Figure 2. The crystal structure of GST A1-1 (PDB: 3I6A), showing the “ball-and-socket” dimer interface and the GSH binding site.
In SULT enzymes, the dimerization domain (Figure 3) consists of ten residues near the C-terminus of the protein, represented by the consensus sequence KXXXTVXXXE, also known as the KTVE motif (Petrotchenko et al., 2001). In contrast to the interaction interface observed with GST enzymes, this region forms a hydrophilic loop that creates multiple contacts between the two individual monomers. This is reinforced by multiple hydrophobic contacts internal to the KTVE motif, resulting in a “dumbbell”-like structure (Petrotchenko et al., 2001; Yoshinari et al., 2001). While the exact role dimerization plays in catalysis is not totally understood in these enzyme families, it is likely that future X-ray crystal structures will help elucidate it.
Figure 3. The crystal structure of SULT2A3 (PDB: 1EFH), demonstrating the dimer interaction motif (center).

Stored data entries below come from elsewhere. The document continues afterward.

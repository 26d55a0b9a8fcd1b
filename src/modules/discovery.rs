//! Discovery modules: enumerate users, groups, and MFA posture.

use async_trait::async_trait;
use colored::Colorize;
use indicatif::ProgressBar;
use serde_json::Value;
use std::path::PathBuf;

use crate::client::entities::{GroupView, PolicyView, UserView};
use crate::error::Result;
use crate::modules::{required, Module};
use crate::options::ModuleOptions;
use crate::shell::context::POLICY_TYPES;
use crate::shell::ShellContext;
use crate::storage;

const HARVEST_CONFIRM: &str =
    "Do you want to attempt to harvest information for all users? This may take a while to avoid exceeding API rate limits";

/// Harvest information on all users.
pub struct GetUsers {
    options: ModuleOptions,
}

impl GetUsers {
    pub fn new() -> Self {
        Self { options: ModuleOptions::new() }
    }
}

impl Default for GetUsers {
    fn default() -> Self {
        Self::new()
    }
}

#[async_trait]
impl Module for GetUsers {
    fn name(&self) -> &'static str {
        "get-users"
    }

    fn description(&self) -> &'static str {
        "Harvest information on all users"
    }

    fn tactics(&self) -> &'static [&'static str] {
        &["Discovery"]
    }

    fn options(&self) -> &ModuleOptions {
        &self.options
    }

    fn options_mut(&mut self) -> &mut ModuleOptions {
        &mut self.options
    }

    async fn execute(&mut self, ctx: &ShellContext) -> Result<()> {
        const SOURCE: &str = "modules::get-users";

        if !ctx.confirm(HARVEST_CONFIRM, true) {
            return Ok(());
        }

        ctx.echo_info(SOURCE, "Attempting to harvest all users").await;
        let harvest = ctx.client.get_all(&ctx.auditor, "/users", None, "users").await;

        if harvest.failed() && !harvest.is_empty() {
            println!(
                "{}",
                format!("[!] Harvest stopped early; keeping {} users retrieved so far", harvest.len())
                    .red()
            );
        }
        if harvest.is_empty() {
            return Ok(());
        }

        if ctx.confirm("Do you want to print harvested user information?", true) {
            for record in &harvest.records {
                UserView(record).print_info();
            }
        }

        if ctx.confirm("Do you want to save harvested user information to a file?", true) {
            storage::write_harvest(&ctx.data_dir, &ctx.session_prefix, "users", &harvest.records)
                .await?;
        }

        Ok(())
    }
}

/// Harvest information on all groups.
pub struct GetGroups {
    options: ModuleOptions,
}

impl GetGroups {
    pub fn new() -> Self {
        Self { options: ModuleOptions::new() }
    }
}

impl Default for GetGroups {
    fn default() -> Self {
        Self::new()
    }
}

#[async_trait]
impl Module for GetGroups {
    fn name(&self) -> &'static str {
        "get-groups"
    }

    fn description(&self) -> &'static str {
        "Harvest information on all groups"
    }

    fn tactics(&self) -> &'static [&'static str] {
        &["Discovery"]
    }

    fn options(&self) -> &ModuleOptions {
        &self.options
    }

    fn options_mut(&mut self) -> &mut ModuleOptions {
        &mut self.options
    }

    async fn execute(&mut self, ctx: &ShellContext) -> Result<()> {
        const SOURCE: &str = "modules::get-groups";

        ctx.echo_info(SOURCE, "Attempting to harvest all groups").await;
        let harvest = ctx.client.get_all(&ctx.auditor, "/groups", None, "groups").await;

        if harvest.failed() && !harvest.is_empty() {
            println!(
                "{}",
                format!("[!] Harvest stopped early; keeping {} groups retrieved so far", harvest.len())
                    .red()
            );
        }
        if harvest.is_empty() {
            return Ok(());
        }

        if ctx.confirm("Do you want to print harvested group information?", true) {
            for record in &harvest.records {
                GroupView(record).print_info();
            }
        }

        if ctx.confirm("Do you want to save harvested group information to a file?", true) {
            storage::write_harvest(&ctx.data_dir, &ctx.session_prefix, "groups", &harvest.records)
                .await?;
        }

        Ok(())
    }
}

/// Get a single user by its unique ID.
pub struct GetUser {
    options: ModuleOptions,
}

impl GetUser {
    pub fn new() -> Self {
        Self { options: ModuleOptions::new().declare("id", true, "The unique ID for the user") }
    }
}

impl Default for GetUser {
    fn default() -> Self {
        Self::new()
    }
}

#[async_trait]
impl Module for GetUser {
    fn name(&self) -> &'static str {
        "get-user"
    }

    fn description(&self) -> &'static str {
        "Get information for a user using its unique ID"
    }

    fn tactics(&self) -> &'static [&'static str] {
        &["Discovery"]
    }

    fn options(&self) -> &ModuleOptions {
        &self.options
    }

    fn options_mut(&mut self) -> &mut ModuleOptions {
        &mut self.options
    }

    async fn execute(&mut self, ctx: &ShellContext) -> Result<()> {
        const SOURCE: &str = "modules::get-user";

        let user_id = required(&self.options, "id")?;
        ctx.echo_info(SOURCE, &format!("Attempting to get user {user_id}")).await;

        match ctx.client.user(user_id).await {
            Ok(user) => {
                UserView(&user).print_info();
            }
            Err(e) => {
                ctx.echo_error(SOURCE, &format!("Error retrieving user information\n    {}", e.detail()))
                    .await;
                println!("[*] This error is expected if the user object was deleted");
            }
        }

        Ok(())
    }
}

/// Harvest information on all policies and their rules.
pub struct GetPolicies {
    options: ModuleOptions,
}

impl GetPolicies {
    pub fn new() -> Self {
        Self { options: ModuleOptions::new() }
    }
}

impl Default for GetPolicies {
    fn default() -> Self {
        Self::new()
    }
}

#[async_trait]
impl Module for GetPolicies {
    fn name(&self) -> &'static str {
        "get-policies"
    }

    fn description(&self) -> &'static str {
        "Harvest information on all policies and policy rules"
    }

    fn tactics(&self) -> &'static [&'static str] {
        &["Discovery"]
    }

    fn options(&self) -> &ModuleOptions {
        &self.options
    }

    fn options_mut(&mut self) -> &mut ModuleOptions {
        &mut self.options
    }

    async fn execute(&mut self, ctx: &ShellContext) -> Result<()> {
        const SOURCE: &str = "modules::get-policies";

        if !ctx.confirm(
            "Do you want to attempt to harvest information for all policies and policy rules?",
            true,
        ) {
            return Ok(());
        }

        let mut harvested: Vec<Value> = Vec::new();
        for policy_type in POLICY_TYPES {
            ctx.echo_info(SOURCE, &format!("Attempting to get policies with policy type, {policy_type}"))
                .await;

            match ctx.client.policies_by_type(policy_type).await {
                Ok(policies) => {
                    ctx.echo_success(
                        SOURCE,
                        &format!(
                            "Retrieved {} policies with policy type, {policy_type}",
                            policies.len()
                        ),
                    )
                    .await;
                    harvested.extend(policies);
                }
                Err(e) => {
                    ctx.echo_error(
                        SOURCE,
                        &format!(
                            "Error retrieving policies for policy type, {policy_type}\n    {}",
                            e.detail()
                        ),
                    )
                    .await;
                }
            }
        }

        if harvested.is_empty() {
            ctx.echo_info(SOURCE, "No policies found").await;
            return Ok(());
        }

        // Fetch each policy again with its rules expanded. The provider
        // refuses the expansion for policies with more than twenty rules.
        let mut policies_and_rules: Vec<Value> = Vec::new();
        for policy in &harvested {
            let view = PolicyView(policy);
            match ctx.client.policy(view.id(), true).await {
                Ok(expanded) => policies_and_rules.push(expanded),
                Err(e) => {
                    ctx.echo_error(
                        SOURCE,
                        &format!(
                            "Issue retrieving policy {} ({}) with rules\n    {}",
                            view.id(),
                            view.name(),
                            e.detail()
                        ),
                    )
                    .await;
                }
            }
        }

        if policies_and_rules.is_empty() {
            return Ok(());
        }

        if ctx.confirm("Do you want to print harvested policy information?", true) {
            for record in &policies_and_rules {
                PolicyView(record).print_info();
            }
        }

        if ctx.confirm(
            &format!("Do you want to save {} harvested policies to a file?", policies_and_rules.len()),
            true,
        ) {
            storage::write_harvest(&ctx.data_dir, &ctx.session_prefix, "policies", &policies_and_rules)
                .await?;
        }

        Ok(())
    }
}

/// Identify users with no MFA factors enrolled.
pub struct FindUsersWithoutMfa {
    options: ModuleOptions,
}

impl FindUsersWithoutMfa {
    pub fn new() -> Self {
        Self { options: ModuleOptions::new() }
    }
}

impl Default for FindUsersWithoutMfa {
    fn default() -> Self {
        Self::new()
    }
}

#[async_trait]
impl Module for FindUsersWithoutMfa {
    fn name(&self) -> &'static str {
        "find-users-without-mfa"
    }

    fn description(&self) -> &'static str {
        "Identify users with no MFA factors enrolled"
    }

    fn tactics(&self) -> &'static [&'static str] {
        &["Discovery"]
    }

    fn options(&self) -> &ModuleOptions {
        &self.options
    }

    fn options_mut(&mut self) -> &mut ModuleOptions {
        &mut self.options
    }

    async fn execute(&mut self, ctx: &ShellContext) -> Result<()> {
        const SOURCE: &str = "modules::find-users-without-mfa";

        loop {
            println!(
                "[*] Available options\n\
                 [1] Load harvested users from a json file and check their enrolled MFA factors\n\
                 [2] Harvest all users and check their enrolled MFA factors\n\
                 [0] Exit this menu"
            );
            let Some(choice) = ctx.prompt_number("Choose from the above options") else {
                return Ok(());
            };

            match choice {
                0 => return Ok(()),
                1 => {
                    let Some(path) =
                        ctx.prompt_string("Enter full path of file containing harvested users")
                    else {
                        return Ok(());
                    };
                    let path = PathBuf::from(path);

                    if !path.exists() {
                        ctx.echo_error(SOURCE, &format!("File not found, {}", path.display())).await;
                        continue;
                    }

                    ctx.echo_info(
                        SOURCE,
                        &format!("Attempting to check MFA factors for users in file, {}", path.display()),
                    )
                    .await;
                    let users = storage::load_json_file(&path).await?;
                    check_enrolled_factors(ctx, &users).await?;
                    return Ok(());
                }
                2 => {
                    if !ctx.confirm(HARVEST_CONFIRM, true) {
                        continue;
                    }
                    ctx.echo_info(SOURCE, "Attempting to harvest all users").await;
                    let harvest = ctx.client.get_all(&ctx.auditor, "/users", None, "users").await;
                    if harvest.is_empty() {
                        return Ok(());
                    }
                    check_enrolled_factors(ctx, &harvest.records).await?;
                    return Ok(());
                }
                _ => println!("{}", "[!] Invalid option selected".red()),
            }
        }
    }
}

/// Enumerate enrolled factors per user and collect the users with none.
/// Stops early if the token cannot read factors at all.
async fn check_enrolled_factors(ctx: &ShellContext, users: &[Value]) -> Result<()> {
    const SOURCE: &str = "modules::find-users-without-mfa";

    ctx.echo_info(
        SOURCE,
        &format!(
            "Checking enrolled MFA factors for {} users. This may take a while to avoid exceeding API rate limits",
            users.len()
        ),
    )
    .await;

    println!("[*] Checking for users without MFA enrolled");
    // Nothing prints under the bar; findings go to the audit sink until
    // the scan finishes.
    let bar = ProgressBar::new(users.len() as u64);
    let mut without_mfa: Vec<Value> = Vec::new();

    for record in users {
        let user_id = UserView(record).id().to_string();

        match ctx.client.user_factors(&user_id).await {
            Ok(factors) => {
                if factors.is_empty() {
                    ctx.auditor
                        .info(SOURCE, &format!("User {user_id} does not have any MFA factors enrolled"))
                        .await;
                    without_mfa.push(record.clone());
                }
            }
            Err(e) => {
                bar.finish_and_clear();
                ctx.echo_error(
                    SOURCE,
                    &format!(
                        "Error retrieving enrolled MFA factors for user {user_id}\n    {}",
                        e.detail()
                    ),
                )
                .await;
                println!(
                    "{}",
                    "[!] The current API token might not have permission to read MFA factors".red()
                );
                return Ok(());
            }
        }

        bar.inc(1);
        tokio::time::sleep(ctx.client.page_delay()).await;
    }

    bar.finish_and_clear();

    if without_mfa.is_empty() {
        ctx.echo_info(SOURCE, "No users found without MFA factors enrolled").await;
        return Ok(());
    }

    ctx.echo_info(
        SOURCE,
        &format!("Found {} users without any MFA factors enrolled", without_mfa.len()),
    )
    .await;

    if ctx.confirm("Do you want to print information for users without MFA enrolled?", true) {
        for record in &without_mfa {
            UserView(record).print_info();
        }
    }

    if ctx.confirm("Do you want to save this information to a file?", true) {
        storage::write_harvest(&ctx.data_dir, &ctx.session_prefix, "users_without_mfa", &without_mfa)
            .await?;
    }

    Ok(())
}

Unfortunately, our structural understanding of UGT enzymes is much more limited. While there is ample biophysical evidence to support the existence of UGT dimers (Meech and Mackenzie, 1997; Lewis et al., 2011; Suzuki et al., 2014), the lack of structural data has hampered protein-protein interaction research with this enzyme class. Interestingly, the structural data that does exist for human UGT enzymes, that of a partial UGT2B7 structure, does provide an indication for the presence of homo dimers (Miley et al., 2007; Fujiwara et al., 2016; Audet-Delage et al., 2017). In the asymmetric unit, the C terminus of one monomer packs into the predicted UDPGA binding site of the other monomer (Miley et al., 2007). At first glance, this may seem somewhat counter intuitive, as the UDPGA co-factor is needed for enzymatic activity. However, the UDPGA binding site of the other UGT2B7 monomer in the asymmetric unit is not occluded, indicating that this monomer may be active while the other sub-unit is blocked. As Miley and co-workers demonstrated, removal of the C-terminal residues, in an effort to eliminate blockage of the UDPGA binding site, produced protein samples that were highly unstable and could not be crystallized (Miley et al., 2007). This may suggest that the blockage of the UDPGA co-factor binding site serves as a form of regulatory control of enzymatic activity, although this has not yet been established.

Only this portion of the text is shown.